As with all security concerns, the corollary is, where companies cannot satisfy compliance and other regulatory requirements, they can't allow employees to use tools that could improve productivity and speed.
Even if exposed data is not copied or misused, industry or government regulations can result in significant fines simply because of the exposure. And data not subject to these regulations and fines might contain information of value to a competitor or other party.
"It's easy to share information on Google Docs, but it's been hard for IT to manage and secure it, especially when sharing access with partners," says Gil Zimmerman, CEO of Aprigo -- or even, Zimmerman notes, to ensure that documents aren't exposed to the wrong people within the same company.
"Google Docs' Share button lets your employees disable this access, for example, when somebody leaves a supplier... but they rarely know or remember to do this," says Zimmerman. "And Google Docs' own administrative capabilities don't give your IT any way to determine who inside or outside the company has access to which documents -- what documents are exposed."
Aprigo NINJA, a SaaS-based tool released in May, provides IT governance for structured files on the company network. Aprigo's new SaaS-based Aprigo NINJA for Google Docs lets IT provide governance -- control -- for documents and other unstructured data in the company's Google Apps domain -- view and manage the rights the define how documents are shared, within and outside the company, without exposing the content to IT staff in the process.
For example, Aprigo NINJA for Google Docs lets IT generate lists of the company's documents, including, and categorized by, document name, owner, the number of collaborators, and document permission settings.
The security benefit of using Aprigo NINJA for Google Docs, according to Zimmerman, is it "ensures that the right people have access to the right data at the right time and nobody else, so the business can function without information being exposed."
Aprigo NINJA for Google Docs can be applied to a company's existing Google Docs account, and can be used with any type of document created in or uploaded to Google Docs.
As a SaaS offering, Aprigo NINJA for Google Docs does not require any additional hardware or software, making it -- like Google Docs itself, and other SaaS services -- ideal for small-to-midsized businesses, where IT resources are a scarce commodity.

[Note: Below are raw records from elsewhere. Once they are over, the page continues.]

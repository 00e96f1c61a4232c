// HTTP gateway - typed wrappers over the remote backend

use std::sync::{Arc, PoisonError, RwLock};

use reqwest::{RequestBuilder, Response, StatusCode};
use serde::de::DeserializeOwned;
use serde::{Deserialize, Serialize};

use crate::errors::ApiError;

mod auth;
mod categories;
mod questions;
mod rooms;
mod sessions;
mod solo;

pub use questions::QuestionFilter;
pub use rooms::RoomFilter;

pub const VERSION: &str = env!("CARGO_PKG_VERSION");

/// Live bearer token, shared between the gateway (reader) and the
/// store (writer). Re-read on every outgoing request.
#[derive(Clone, Default)]
pub struct TokenCell(Arc<RwLock<Option<String>>>);

impl TokenCell {
    pub fn get(&self) -> Option<String> {
        self.0
            .read()
            .unwrap_or_else(PoisonError::into_inner)
            .clone()
    }

    pub fn set(&self, token: Option<String>) {
        *self.0.write().unwrap_or_else(PoisonError::into_inner) = token;
    }
}

// Main gateway handle
#[derive(Clone)]
pub struct Api {
    http: reqwest::Client,
    base_url: String,
    token: TokenCell,
}

impl Api {
    pub fn new(base_url: impl AsRef<str>) -> Result<Self, ApiError> {
        let http = reqwest::Client::builder()
            .user_agent(format!("elg-client/{VERSION}"))
            .build()?;

        Ok(Self {
            http,
            base_url: base_url.as_ref().trim_end_matches('/').to_string(),
            token: TokenCell::default(),
        })
    }

    pub fn token_cell(&self) -> &TokenCell {
        &self.token
    }

    fn url(&self, path: &str) -> String {
        format!("{}{}", self.base_url, path)
    }

    /// Attach the bearer token (when present) and dispatch. A 401 from
    /// the backend becomes [`ApiError::Unauthorized`]; other failures
    /// carry the status plus the backend `message` field if the body
    /// has one.
    async fn send(&self, req: RequestBuilder, method: &str, path: &str) -> Result<Response, ApiError> {
        let token = self.token.get();
        tracing::debug!("API request: {method} {path}, token: {}", token.is_some());

        let req = match token {
            Some(token) => req.bearer_auth(token),
            None => req,
        };

        let resp = req.send().await?;
        let status = resp.status();

        if status == StatusCode::UNAUTHORIZED {
            return Err(ApiError::Unauthorized);
        }

        if !status.is_success() {
            let message = resp
                .json::<ErrorBody>()
                .await
                .ok()
                .and_then(|body| body.message);
            tracing::error!(
                "backend error for {method} {path}: {status} - {}",
                message.as_deref().unwrap_or("<no message>")
            );
            return Err(ApiError::Status { status, message });
        }

        Ok(resp)
    }

    pub(crate) async fn get_json<T: DeserializeOwned>(
        &self,
        path: &str,
        query: &[(&str, String)],
    ) -> Result<T, ApiError> {
        let req = self.http.get(self.url(path)).query(query);
        let resp = self.send(req, "GET", path).await?;
        decode(resp).await
    }

    pub(crate) async fn post_json<B, T>(&self, path: &str, body: &B) -> Result<T, ApiError>
    where
        B: Serialize + ?Sized,
        T: DeserializeOwned,
    {
        let req = self.http.post(self.url(path)).json(body);
        let resp = self.send(req, "POST", path).await?;
        decode(resp).await
    }

    /// POST with a body, response payload ignored.
    pub(crate) async fn post_unit<B: Serialize + ?Sized>(
        &self,
        path: &str,
        body: &B,
    ) -> Result<(), ApiError> {
        let req = self.http.post(self.url(path)).json(body);
        self.send(req, "POST", path).await?;
        Ok(())
    }

    /// Bodyless POST, response payload ignored.
    pub(crate) async fn post_empty(&self, path: &str) -> Result<(), ApiError> {
        let req = self.http.post(self.url(path));
        self.send(req, "POST", path).await?;
        Ok(())
    }
}

/// The backend wraps some payloads as `{"data": ...}` and returns
/// others bare; accept both.
#[derive(Deserialize)]
#[serde(untagged)]
enum Enveloped<T> {
    Wrapped { data: T },
    Bare(T),
}

impl<T> Enveloped<T> {
    fn into_inner(self) -> T {
        match self {
            Enveloped::Wrapped { data } => data,
            Enveloped::Bare(value) => value,
        }
    }
}

#[derive(Deserialize)]
struct ErrorBody {
    message: Option<String>,
}

async fn decode<T: DeserializeOwned>(resp: Response) -> Result<T, ApiError> {
    let bytes = resp.bytes().await?;
    serde_json::from_slice::<Enveloped<T>>(&bytes)
        .map(Enveloped::into_inner)
        .map_err(ApiError::Decode)
}

pub(crate) fn push_param(query: &mut Vec<(&'static str, String)>, key: &'static str, value: Option<impl ToString>) {
    if let Some(value) = value {
        query.push((key, value.to_string()));
    }
}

Noemi Greyzdorf, Research Manager, IDC, says, "As people collaborate, they tend to create content in the cloud, where it's outside the IT's or the organization's purview. Because Aprigo NINJA for Google Docs is a service, it allows SMBs to gain some visibility and control over the information they have in Google Docs without having to add to their IT infrastructure, expertise or time commitments, or having to expend capitol to deploy something like this."
Aprigo NINJA for Google Docs is available via the Google Docs marketplace. The cost is $10 per user per year, with volume, educational, non-profit and other discounts available. (Aprigo offers a free seven-day trial.)